Она прислушалась, насыпав соль на басмак.

В отверстие для дыма падали лучи солнца и озаряли косым светом седую голову в скуфейке, тонкое неодолимо симпатичное лицо абыза Макария, качавшего её маленького сына.

– Великий Кудай неба и земли и тех звёзд, что, как огни, блещут на небе, Творец огромных океанов, которые более в тысячи раз, и ещё более! – Алтын-Нора, этот Кудай любил, когда приходил на землю, простых и бедных таких, как ты. В такие же ясные дни приходил Он к их порогу, садился и учил, что надо любить друг друга, так сильно любить, чтобы даже душу свою отдавать за врагов.

Женщина слушала со вниманием, а он говорил о великой любви Христа просто, безыскусственно, и дитя, успокоенное его качанием и тихим, проникновенным голосом, лежало покойно, глядя на его лицо.

Ни проповедник, ни женщина не заметили легкой тени, заслонившей вход, и тоненькой фигуры дочери кама, прижавшейся лицом к косяку входа: она слушала, вся уйдя в слух, и её бледное лицо все разгорелось пятнами яркого румянца.

Как мягко звучал тихий голос и какие слова: каждое ложилось её в душу и ласкало её слух!.. ещё бы! ведь, ей, Косьту, осталось немного жить: недаром ныла у ней грудь, и мучил кашель. Отец лечил её, отец боялся её потерять, бедный отец, которого она любила и боялась, когда во время камланья с ним делалась страшная позевота, и дикие крики наполняли воздух, судороги сводили ему руки и рот, его всего корчило, и у него дергались даже глаза. Косьту знала, что черные духи владеют отцом, и боялась его, боялась своей страшной веры, которая ничего не сулила после смерти: а старый абыз говорил об ином; он говорил, что тогда, когда смерть схватит человека, и порвется его душа там, на небе будет другая жизнь, и ак-неме понесут человека без тела, но такого же, как он был, только невидимого, туда в высоту, к Кудаю, отнимут его у кара-немэ, потому что Кудай добр, а кара-немэ Его трепещут... Ах, как хорошо там на небе! Недаром её тянет туда неодолимо.

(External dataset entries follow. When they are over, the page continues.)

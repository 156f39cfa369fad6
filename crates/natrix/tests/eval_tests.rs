//! End-to-end evaluation tests: a program's final expression value and
//! its printed output.

use natrix::{CollectStringIo, ErrorKind, EvalOptions, Object, Runner};
use pretty_assertions::assert_eq;

/// Runs a program and returns the repr of its final expression value.
fn eval(source: &str) -> String {
    let runner = Runner::new(source).expect("program should compile");
    let (result, _) = runner.run_collect().expect("program should run");
    result.to_string()
}

/// Runs a program and returns everything it printed.
fn output_of(source: &str) -> String {
    let runner = Runner::new(source).expect("program should compile");
    let (_, output) = runner.run_collect().expect("program should run");
    output
}

/// Runs a program expecting a runtime failure.
fn runtime_error(source: &str) -> natrix::Error {
    let runner = Runner::new(source).expect("program should compile");
    runner
        .run_with(&mut CollectStringIo::new())
        .expect_err("program should fail at runtime")
}

#[test]
fn addition_of_two_variables() {
    assert_eq!(eval("x = 3\ny = 4\nx + y\n"), "7");
}

#[test]
fn recursive_fibonacci() {
    let source = "def f(n):\n    if n <= 1:\n        return n\n    else:\n        return f(n-1) + f(n-2)\nf(10)\n";
    assert_eq!(eval(source), "55");
}

#[test]
fn complex_multiplication() {
    assert_eq!(eval("(1 + 2j) * (3 - 4j)\n"), "(11+2j)");
}

#[test]
fn floor_division_sign_rule() {
    assert_eq!(eval("10 // -3\n"), "-4");
    assert_eq!(eval("10 % -3\n"), "-2");
}

#[test]
fn closure_reads_enclosing_local() {
    let source = "def outer():\n    x = 1\n    def inner():\n        return x\n    return inner()\nouter()\n";
    assert_eq!(eval(source), "1");
}

#[test]
fn unbound_local_is_distinct_from_name_error() {
    let err = runtime_error("def g():\n    print(x)\n    x = 5\ng()\n");
    assert_eq!(err.kind, ErrorKind::UnboundLocalError);
    assert!(err.message.contains("'x'"), "message should name the variable: {}", err.message);
}

#[test]
fn division_by_zero() {
    let err = runtime_error("1 / 0\n");
    assert_eq!(err.kind, ErrorKind::ZeroDivisionError);
    assert_eq!(err.message, "division by zero");
}

#[test]
fn name_used_before_global_definition_is_a_runtime_name_error() {
    // Hoisting makes this pass resolution; the call runs before `g`'s
    // definition statement executes.
    let source = "def f():\n    return g()\nf()\ndef g():\n    return 1\n";
    assert_eq!(runtime_error(source).kind, ErrorKind::NameError);
}

#[test]
fn true_division_and_float_repr() {
    assert_eq!(eval("10 / 4\n"), "2.5");
    assert_eq!(eval("1 / 3\n"), "0.3333333333333333");
    assert_eq!(eval("7.0 // 2\n"), "3.0");
}

#[test]
fn exponent_rules() {
    assert_eq!(eval("2 ** 10\n"), "1024");
    assert_eq!(eval("2 ** -2\n"), "0.25");
    assert_eq!(
        eval("2 ** 100\n"),
        "1267650600228229401496703205376"
    );
    assert_eq!(runtime_error("0 ** -1\n").kind, ErrorKind::ZeroDivisionError);
}

#[test]
fn bigint_arithmetic_inverse_law() {
    // (a + b) - b == a survives far past machine width.
    assert_eq!(eval("a = 10 ** 40\nb = 3 ** 30\n(a + b) - b == a\n"), "True");
}

#[test]
fn cross_type_comparison_is_exact() {
    assert_eq!(eval("2 ** 53 == 9007199254740992.0\n"), "True");
    assert_eq!(eval("2 ** 53 + 1 == 9007199254740992.0\n"), "False");
    assert_eq!(eval("2 ** 53 + 1 > 9007199254740992.0\n"), "True");
    assert_eq!(eval("10 ** 40 > math_inf\n"), "False");
}

#[test]
fn while_loop_accumulates() {
    let source = "i = 0\ntotal = 0\nwhile i < 5:\n    total = total + i\n    i = i + 1\ntotal\n";
    assert_eq!(eval(source), "10");
}

#[test]
fn break_exits_innermost_loop() {
    let source = "i = 0\nacc = 0\nwhile True:\n    i = i + 1\n    if i > 10:\n        break\n    else:\n        pass\n    acc = acc + i\nacc\n";
    assert_eq!(eval(source), "55");
}

#[test]
fn continue_skips_to_next_iteration() {
    let source = "i = 0\nacc = 0\nwhile i < 10:\n    i = i + 1\n    if i % 2 == 0:\n        continue\n    else:\n        pass\n    acc = acc + i\nacc\n";
    assert_eq!(eval(source), "25");
}

#[test]
fn for_loops_reject_non_iterables() {
    let err = runtime_error("for i in 5:\n    pass\n");
    assert_eq!(err.kind, ErrorKind::UnsupportedOperandTypeError);
    assert!(err.message.contains("not iterable"));
}

#[test]
fn short_circuit_skips_right_operand() {
    // If `or` evaluated its right operand this would divide by zero.
    assert_eq!(eval("True or 1 / 0\n"), "True");
    assert_eq!(eval("False and 1 / 0\n"), "False");
    // The boolean operators return the deciding operand itself.
    assert_eq!(eval("0 or 42\n"), "42");
    assert_eq!(eval("'' and 42\n"), "''");
}

#[test]
fn short_circuit_side_effects_do_not_run() {
    let source = "x = 0\ndef bump():\n    global x\n    x = 1\n    return True\nTrue or bump()\nx\n";
    assert_eq!(eval(source), "0");
}

#[test]
fn ternary_evaluates_single_branch() {
    assert_eq!(eval("x = 5\n'big' if x > 3 else 'small'\n"), "'big'");
    assert_eq!(eval("1 if False else 1 / 0 if False else 3\n"), "3");
}

#[test]
fn lambda_values() {
    assert_eq!(eval("add = lambda a, b: a + b\nadd(2, 3)\n"), "5");
    assert_eq!(eval("(lambda x: x * x)(7)\n"), "49");
}

#[test]
fn chained_calls() {
    let source = "def make_adder(n):\n    return lambda m: m + n\nmake_adder(3)(4)\n";
    assert_eq!(eval(source), "7");
}

#[test]
fn nonlocal_writes_through_to_enclosing_frame() {
    let source = "def counter():\n    count = 0\n    def inc():\n        nonlocal count\n        count = count + 1\n        return count\n    inc()\n    return inc()\ncounter()\n";
    assert_eq!(eval(source), "2");
}

#[test]
fn global_declaration_writes_module_frame() {
    let source = "x = 1\ndef set_x():\n    global x\n    x = 99\nset_x()\nx\n";
    assert_eq!(eval(source), "99");
}

#[test]
fn print_joins_with_spaces() {
    assert_eq!(output_of("print(1, 2.5, 'three', True, None)\n"), "1 2.5 three True None\n");
    assert_eq!(output_of("print()\n"), "\n");
}

#[test]
fn print_renders_function_values() {
    let out = output_of("def f():\n    pass\nprint(f)\nprint(print)\n");
    assert_eq!(out, "<function f>\n<function print>\n");
}

#[test]
fn builtin_conversions() {
    assert_eq!(eval("_int('42')\n"), "42");
    assert_eq!(eval("_int(3.9)\n"), "3");
    assert_eq!(eval("_int(-3.9)\n"), "-3");
    assert_eq!(eval("str(2.5)\n"), "'2.5'");
    assert_eq!(eval("str(None)\n"), "'None'");
}

#[test]
fn builtin_abs_round_min_max() {
    assert_eq!(eval("abs(-7)\n"), "7");
    assert_eq!(eval("abs(3 + 4j)\n"), "5.0");
    assert_eq!(eval("round(2.5)\n"), "2");
    assert_eq!(eval("round(3.5)\n"), "4");
    assert_eq!(eval("max(3, 7.5, 5)\n"), "7.5");
    assert_eq!(eval("min(3, 7.5, 5)\n"), "3");
}

#[test]
fn input_reads_seeded_lines() {
    let runner = Runner::new("name = input('Who? ')\nname\n").unwrap();
    let mut io = CollectStringIo::with_input(vec!["Ada".to_owned()]);
    let result = runner.run_with(&mut io).unwrap();
    assert_eq!(result, Object::String("Ada".to_owned()));
    assert_eq!(io.output(), "Who? ");
}

#[test]
fn math_constants_are_seeded() {
    assert_eq!(eval("math_pi > 3.14 and math_pi < 3.15\n"), "True");
    assert_eq!(eval("math_inf > 10 ** 400\n"), "True");
    assert_eq!(eval("math_nan == math_nan\n"), "False");
}

#[test]
fn random_random_is_in_unit_interval() {
    assert_eq!(eval("r = random_random()\nr >= 0 and r < 1\n"), "True");
}

#[test]
fn identity_comparisons() {
    assert_eq!(eval("None is None\n"), "True");
    assert_eq!(eval("1 is 1.0\n"), "False");
    assert_eq!(eval("1 is not 2\n"), "True");
    assert_eq!(eval("'a' is 'a'\n"), "True");
}

#[test]
fn chained_comparison_is_left_associative_not_python_chained() {
    // `a < b < c` evaluates as `(a < b) < c`: the boolean coerces to an
    // int for the second comparison. This deviates from Python's chained
    // comparison on purpose.
    assert_eq!(eval("1 < 2 < 3\n"), "True");
    assert_eq!(eval("3 > 2 > 1\n"), "False");
}

#[test]
fn assertion_failure() {
    let err = runtime_error("assert 1 == 2\n");
    assert_eq!(err.kind, ErrorKind::AssertionError);
    assert_eq!(eval("assert 1 == 1\n'ok'\n"), "'ok'");
}

#[test]
fn calling_a_non_function_fails() {
    let err = runtime_error("x = 3\nx(1)\n");
    assert_eq!(err.kind, ErrorKind::UnsupportedOperandTypeError);
    assert!(err.message.contains("not callable"));
}

#[test]
fn wrong_arity_fails() {
    let err = runtime_error("def f(a, b):\n    return a\nf(1)\n");
    assert_eq!(err.kind, ErrorKind::UnsupportedArgumentError);
    assert!(err.message.contains("f() takes 2 positional arguments but 1 was given"));
}

#[test]
fn step_limit_is_enforced() {
    let runner = Runner::new("while True:\n    pass\n").unwrap();
    let options = EvalOptions {
        is_prelude: false,
        env_steps: 0,
        step_limit: 500,
    };
    let err = runner
        .run_with_options(&mut CollectStringIo::new(), &options)
        .expect_err("infinite loop must hit the step limit");
    assert_eq!(err.kind, ErrorKind::StepLimitExceededError);
}

#[test]
fn prelude_chunks_are_exempt_from_the_step_limit() {
    let runner = Runner::new("i = 0\nwhile i < 100:\n    i = i + 1\ni\n").unwrap();
    let options = EvalOptions {
        is_prelude: true,
        env_steps: 0,
        step_limit: 5,
    };
    let result = runner.run_with_options(&mut CollectStringIo::new(), &options).unwrap();
    assert_eq!(result, Object::Int(100));
}

#[test]
fn string_operations() {
    assert_eq!(eval("'ab' + 'cd'\n"), "'abcd'");
    assert_eq!(eval("'abc' < 'abd'\n"), "True");
    assert_eq!(eval("'' == ''\n"), "True");
    assert_eq!(runtime_error("'a' + 1\n").kind, ErrorKind::UnsupportedOperandTypeError);
}

#[test]
fn complex_division_and_power() {
    assert_eq!(eval("(1 + 2j) / (3 - 4j)\n"), "(-0.2+0.4j)");
    assert_eq!(runtime_error("1j / (0 + 0j)\n").kind, ErrorKind::ZeroDivisionError);
    assert_eq!(runtime_error("0j ** -1\n").kind, ErrorKind::ZeroDivisionError);
}

#[test]
fn negative_float_to_fractional_power_is_complex() {
    let repr = eval("(-8.0) ** 0.5\n");
    assert!(repr.ends_with("j)"), "expected a complex repr, got {repr}");
}

#[test]
fn mutual_recursion_between_siblings() {
    let source = "def even(n):\n    return n == 0 or odd(n - 1)\ndef odd(n):\n    return n != 0 and even(n - 1)\neven(10)\n";
    assert_eq!(eval(source), "True");
}

#[test]
fn last_statement_value_is_the_program_value() {
    // Only the final expression statement's value survives; earlier ones
    // are popped to keep the stash balanced.
    assert_eq!(eval("1\n2\n3\n"), "3");
    let runner = Runner::new("1\n2\nx = 9\n").unwrap();
    let (result, _) = runner.run_collect().unwrap();
    assert_eq!(result, Object::None);
}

Девочка Ай, пригнавшая корову, и лаявшая на подъезжавших спутников абыза собаки не отвлекли внимания: слишком хороши были эти новые неслыханные слова.

– «И какой добрый, какой бесконечно добрый был Бог... абыза: ему не надо было жертв, не надо камланья... Он учил только любить и слушаться добрых и за это – целое небо... Милый, старый абыз! хорошо, что он пришел, пока её душу ещё не подрезала смерть, как скошенную траву... Надо поговорить с абызом!»

И она решительно двинулась к старцу, переступив порог юрты своих соседей.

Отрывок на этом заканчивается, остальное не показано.